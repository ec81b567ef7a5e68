//! # Directive/Field Pipeline
//!
//! Ordered-broadcast extension mechanism invoked during entry create and
//! fetch. Every extension subscribed to a lifecycle event runs each time
//! the event fires, in registration order; later extensions observe the
//! mutations of earlier ones. An extension that errors aborts the whole
//! operation.
//!
//! ## Events
//!
//! | Event | Fires | Payload |
//! |-------|-------|---------|
//! | Create | once per create, before persistence | [`CreateContext`] |
//! | FetchField | once per leaf field during fetch | [`FetchFieldContext`] |
//! | FetchResult | once per fetched record, after all fields | [`FetchResultContext`] |
//!
//! Each event exists for both the entries and the media collection; an
//! extension declares the [`Scope`] it serves and is only dispatched for
//! that scope.

mod context;
mod directives;
mod fields;

pub use context::{CreateContext, FetchFieldContext, FetchResultContext, Scope};
pub use directives::{MarkdownDirective, ShortcodesDirective, TypesDirective, VarsDirective};
pub use fields::{
    CreatedAtField, MediaModifiedAtField, ModifiedAtField, PublishedAtField, PublishedByField,
    RoutableField, UuidField,
};

use anyhow::Result;
use tracing::debug;

/// A registered listener bound to the pipeline lifecycle events.
///
/// Extensions are stateless; all per-invocation state lives in the
/// context structs, which are discarded when the invocation completes.
/// The default implementations make every hook a no-op, so an extension
/// only implements the events it cares about.
pub trait FieldExtension: Send + Sync {
    fn name(&self) -> &str;

    /// Collection this extension instance serves.
    fn scope(&self) -> Scope {
        Scope::Entries
    }

    fn on_create(&self, _ctx: &mut CreateContext) -> Result<()> {
        Ok(())
    }

    fn on_fetch_field(&self, _ctx: &mut FetchFieldContext) -> Result<()> {
        Ok(())
    }

    fn on_fetch_result(&self, _ctx: &mut FetchResultContext) -> Result<()> {
        Ok(())
    }
}

/// The ordered extension pipeline.
///
/// Registration order is dispatch order: built-ins first, then
/// plugin-contributed extensions in plugin activation order.
#[derive(Default)]
pub struct Pipeline {
    extensions: Vec<Box<dyn FieldExtension>>,
}

impl Pipeline {
    pub fn new() -> Self {
        Self::default()
    }

    /// A pipeline with the built-in directives and fields registered.
    pub fn with_builtins() -> Self {
        let mut pipeline = Self::new();

        // Directives run before fields; within each group, registration
        // order matches the original's include order.
        pipeline.register(Box::new(MarkdownDirective));
        pipeline.register(Box::new(ShortcodesDirective));
        pipeline.register(Box::new(TypesDirective));
        pipeline.register(Box::new(VarsDirective));

        pipeline.register(Box::new(CreatedAtField));
        pipeline.register(Box::new(ModifiedAtField));
        pipeline.register(Box::new(PublishedAtField));
        pipeline.register(Box::new(PublishedByField));
        pipeline.register(Box::new(RoutableField));
        pipeline.register(Box::new(UuidField));

        pipeline.register(Box::new(MediaModifiedAtField));

        pipeline
    }

    /// Appends an extension to the pipeline.
    pub fn register(&mut self, extension: Box<dyn FieldExtension>) {
        debug!(name = extension.name(), "registering field extension");
        self.extensions.push(extension);
    }

    /// Returns the registered extension names, in dispatch order.
    pub fn extension_names(&self) -> Vec<&str> {
        self.extensions.iter().map(|e| e.name()).collect()
    }

    /// Fires the create event for a scope.
    pub fn dispatch_create(&self, scope: Scope, ctx: &mut CreateContext) -> Result<()> {
        for extension in self.extensions.iter().filter(|e| e.scope() == scope) {
            extension.on_create(ctx)?;
        }
        Ok(())
    }

    /// Fires the fetch-field event for a scope.
    pub fn dispatch_fetch_field(&self, scope: Scope, ctx: &mut FetchFieldContext) -> Result<()> {
        for extension in self.extensions.iter().filter(|e| e.scope() == scope) {
            extension.on_fetch_field(ctx)?;
        }
        Ok(())
    }

    /// Fires the fetch-result event for a scope.
    pub fn dispatch_fetch_result(&self, scope: Scope, ctx: &mut FetchResultContext) -> Result<()> {
        for extension in self.extensions.iter().filter(|e| e.scope() == scope) {
            extension.on_fetch_result(ctx)?;
        }
        Ok(())
    }
}
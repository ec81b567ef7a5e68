//! # Content Services
//!
//! The entries and media services: file-backed content units whose
//! create/fetch operations run the directive/field pipeline. Fetch-time
//! mutations are ephemeral; only create/update/delete touch disk.

mod entries;
mod media;

pub use entries::{Entries, EntriesError, FetchOptions};
pub use media::{Media, MediaError};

* THE PROBLEM: The whole of the material above needs to be copied exactly.

* WRITTEN RESPONSE:
repository ec81b567ef7a5e68
//! # Directive/Field Pipeline
//!
//! Ordered-broadcast extension mechanism invoked during entry create and
//! fetch. Every extension subscribed to a lifecycle event runs each time
//! the event fires, in registration order; later extensions observe the
//! mutations of earlier ones. An extension that errors aborts the whole
//! operation.
//!
//! ## Events
//!
//! | Event | Fires | Payload |
//! |-------|-------|---------|
//! | Create | once per create, before persistence | [`CreateContext`] |
//! | FetchField | once per leaf field during fetch | [`FetchFieldContext`] |
//! | FetchResult | once per fetched record, after all fields | [`FetchResultContext`] |
//!
//! Each event exists for both the entries and the media collection; an
//! extension declares the [`Scope`] it serves and is only dispatched for
//! that scope.

mod context;
mod directives;
mod fields;

pub use context::{CreateContext, FetchFieldContext, FetchResultContext, Scope};
pub use directives::{MarkdownDirective, ShortcodesDirective, TypesDirective, VarsDirective};
pub use fields::{
    CreatedAtField, MediaModifiedAtField, ModifiedAtField, PublishedAtField, PublishedByField,
    RoutableField, UuidField,
};

use anyhow::Result;
use tracing::debug;

/// A registered listener bound to the pipeline lifecycle events.
///
/// Extensions are stateless; all per-invocation state lives in the
/// context structs, which are discarded when the invocation completes.
/// The default implementations make every hook a no-op, so an extension
/// only implements the events it cares about.
pub trait FieldExtension: Send + Sync {
    fn name(&self) -> &str;

    /// Collection this extension instance serves.
    fn scope(&self) -> Scope {
        Scope::Entries
    }

    fn on_create(&self, _ctx: &mut CreateContext) -> Result<()> {
        Ok(())
    }

    fn on_fetch_field(&self, _ctx: &mut FetchFieldContext) -> Result<()> {
        Ok(())
    }

    fn on_fetch_result(&self, _ctx: &mut FetchResultContext) -> Result<()> {
        Ok(())
    }
}

/// The ordered extension pipeline.
///
/// Registration order is dispatch order: built-ins first, then
/// plugin-contributed extensions in plugin activation order.
#[derive(Default)]
pub struct Pipeline {
    extensions: Vec<Box<dyn FieldExtension>>,
}

impl Pipeline {
    pub fn new() -> Self {
        Self::default()
    }

    /// A pipeline with the built-in directives and fields registered.
    pub fn with_builtins() -> Self {
        let mut pipeline = Self::new();

        // Directives run before fields; within each group, registration
        // order matches the original's include order.
        pipeline.register(Box::new(MarkdownDirective));
        pipeline.register(Box::new(ShortcodesDirective));
        pipeline.register(Box::new(TypesDirective));
        pipeline.register(Box::new(VarsDirective));

        pipeline.register(Box::new(CreatedAtField));
        pipeline.register(Box::new(ModifiedAtField));
        pipeline.register(Box::new(PublishedAtField));
        pipeline.register(Box::new(PublishedByField));
        pipeline.register(Box::new(RoutableField));
        pipeline.register(Box::new(UuidField));

        pipeline.register(Box::new(MediaModifiedAtField));

        pipeline
    }

    /// Appends an extension to the pipeline.
    pub fn register(&mut self, extension: Box<dyn FieldExtension>) {
        debug!(name = extension.name(), "registering field extension");
        self.extensions.push(extension);
    }

    /// Returns the registered extension names, in dispatch order.
    pub fn extension_names(&self) -> Vec<&str> {
        self.extensions.iter().map(|e| e.name()).collect()
    }

    /// Fires the create event for a scope.
    pub fn dispatch_create(&self, scope: Scope, ctx: &mut CreateContext) -> Result<()> {
        for extension in self.extensions.iter().filter(|e| e.scope() == scope) {
            extension.on_create(ctx)?;
        }
        Ok(())
    }

    /// Fires the fetch-field event for a scope.
    pub fn dispatch_fetch_field(&self, scope: Scope, ctx: &mut FetchFieldContext) -> Result<()> {
        for extension in self.extensions.iter().filter(|e| e.scope() == scope) {
            extension.on_fetch_field(ctx)?;
        }
        Ok(())
    }

    /// Fires the fetch-result event for a scope.
    pub fn dispatch_fetch_result(&self, scope: Scope, ctx: &mut FetchResultContext) -> Result<()> {
        for extension in self.extensions.iter().filter(|e| e.scope() == scope) {
            extension.on_fetch_result(ctx)?;
        }
        Ok(())
    }
}
repository ec81b567ef7a5e68
//! # Content Services
//!
//! The entries and media services: file-backed content units whose
//! create/fetch operations run the directive/field pipeline. Fetch-time
//! mutations are ephemeral; only create/update/delete touch disk.

mod entries;
mod media;

pub use entries::{Entries, EntriesError, FetchOptions};
pub use media::{Media, MediaError};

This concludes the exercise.